# Texas Chainsaw Massacre The Beginn



## tjcro (10 Feb. 2007)

Ein neuer Teil vom Texas Massacre ( Leatherface ) 
:WOW:


----------



## rise (11 Feb. 2007)

Danke für deiner Beitrag nur wäre es schön wenn du noch ein paar Infos zu dem Film geben würdest....denn man kann mit den paar Worten net ganz soviel anfangen


----------



## tjcro (11 Feb. 2007)

ok sorry ich dachte ihr kennt den film 
Also der film beruht auf einer Wahren Geschichte. Es geht um eine Kanibalen Familie.

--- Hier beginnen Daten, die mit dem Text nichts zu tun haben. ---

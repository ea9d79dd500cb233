//! In-memory archive used by the unit tests.

use async_trait::async_trait;
use klinevault_types::{Result, VaultError};
use std::collections::{BTreeSet, HashMap, HashSet};
use std::io::Write;
use std::path::Path;
use std::sync::Mutex;

use crate::ArchiveSource;
use crate::url::CHECKSUM_SUFFIX;

/// Emulates an S3-style bucket: keys are listed in lexicographic order,
/// strictly after `start-after`, `page_size` at a time.
#[derive(Debug)]
pub(crate) struct FakeArchive {
    keys: BTreeSet<String>,
    archives: HashMap<String, Vec<u8>>,
    failing: HashSet<String>,
    page_size: usize,
    pub(crate) listing_requests: Mutex<Vec<String>>,
    pub(crate) archive_requests: Mutex<Vec<String>>,
}

impl FakeArchive {
    pub(crate) fn new(page_size: usize) -> Self {
        Self {
            keys: BTreeSet::new(),
            archives: HashMap::new(),
            failing: HashSet::new(),
            page_size,
            listing_requests: Mutex::new(Vec::new()),
            archive_requests: Mutex::new(Vec::new()),
        }
    }

    /// Publishes `{prefix}{stem}.zip` and its checksum sibling.
    pub(crate) fn publish(&mut self, prefix: &str, stem: &str) {
        let key = format!("{prefix}{stem}.zip");
        self.keys.insert(format!("{key}{CHECKSUM_SUFFIX}"));
        self.keys.insert(key);
    }

    /// Inserts a raw listing key, e.g. to simulate a stray object.
    pub(crate) fn insert_key(&mut self, key: &str) {
        self.keys.insert(key.to_string());
    }

    /// Serves `url` as a zip holding one CSV entry.
    pub(crate) fn serve_csv(&mut self, url: &str, entry_name: &str, csv: &str) {
        self.archives
            .insert(url.to_string(), zip_bytes(entry_name, csv));
    }

    /// Serves raw bytes at `url`.
    pub(crate) fn serve_bytes(&mut self, url: &str, bytes: Vec<u8>) {
        self.archives.insert(url.to_string(), bytes);
    }

    /// Makes every request for `url` fail.
    pub(crate) fn fail(&mut self, url: &str) {
        self.failing.insert(url.to_string());
    }

    pub(crate) fn archive_request_count(&self) -> usize {
        self.archive_requests.lock().unwrap().len()
    }

    fn query_param<'a>(url: &'a str, name: &str) -> Option<&'a str> {
        let query = url.split_once('?')?.1;
        query
            .split('&')
            .find_map(|pair| pair.strip_prefix(name)?.strip_prefix('='))
    }
}

#[async_trait]
impl ArchiveSource for FakeArchive {
    async fn fetch_listing(&self, url: &str) -> Result<String> {
        self.listing_requests.lock().unwrap().push(url.to_string());
        let prefix = Self::query_param(url, "prefix").unwrap_or_default();
        let after = Self::query_param(url, "start-after");

        let page: Vec<&String> = self
            .keys
            .iter()
            .filter(|k| k.starts_with(prefix))
            .filter(|k| after.is_none_or(|a| k.as_str() > a))
            .take(self.page_size)
            .collect();

        Ok(listing_xml(page.iter().map(|k| k.as_str())))
    }

    async fn fetch_archive(&self, url: &str, dest: &Path) -> Result<()> {
        self.archive_requests.lock().unwrap().push(url.to_string());
        if self.failing.contains(url) {
            return Err(VaultError::Http(format!("simulated failure for {url}")));
        }
        let bytes = self
            .archives
            .get(url)
            .ok_or_else(|| VaultError::Http(format!("Not found: {url}")))?;
        tokio::fs::write(dest, bytes).await?;
        Ok(())
    }
}

/// Renders keys the way the bucket listing does.
pub(crate) fn listing_xml<'a>(keys: impl IntoIterator<Item = &'a str>) -> String {
    let mut body = String::from(
        "<?xml version=\"1.0\" encoding=\"UTF-8\"?>\n<ListBucketResult>",
    );
    for key in keys {
        body.push_str("<Contents><Key>");
        body.push_str(key);
        body.push_str("</Key><Size>1</Size></Contents>");
    }
    body.push_str("</ListBucketResult>");
    body
}

/// Builds a zip archive holding a single entry.
pub(crate) fn zip_bytes(entry_name: &str, contents: &str) -> Vec<u8> {
    let mut writer = zip::ZipWriter::new(std::io::Cursor::new(Vec::new()));
    writer
        .start_file(entry_name, zip::write::SimpleFileOptions::default())
        .unwrap();
    writer.write_all(contents.as_bytes()).unwrap();
    writer.finish().unwrap().into_inner()
}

Es fängt damit an das ein paar Jungendliche unterwegs sind in Texas dort werden sie in einen Unfall verwickelt und zu er Kanibalen Famielie verschlept und gefoltert bzw getötet. den rest seht ihr auch ma besten selber ma an


----------



## Muli (12 Feb. 2007)

Also das erste Remake vom Texas Chainsaw Massacre hat mich nicht wirklich überzeugt, mal abgesehen von Jessica Biel 

Bin mal gespannt auf ein paar Meinungen der Leute, die sich diesen Streifen angesehen haben


----------



## carlineb (25 Feb. 2007)

na ja ich glaube nicht das der so interessant wird auch die schauspielerauswahl tist eher zweitklassig..

hier im imdb:
http://german.imdb.com/title/tt0420294/


----------



## naiko (9 März 2007)

Texas... ist ekelig :<


----------



## Punisher (29 Sep. 2011)

wo sind denn die Bilder dazu??


----------



## wergoatlord (10 Apr. 2015)

owww thanks for news


----------



## Kira052011 (30 Sep. 2017)

Klasse - ich finde den Film toll!


----------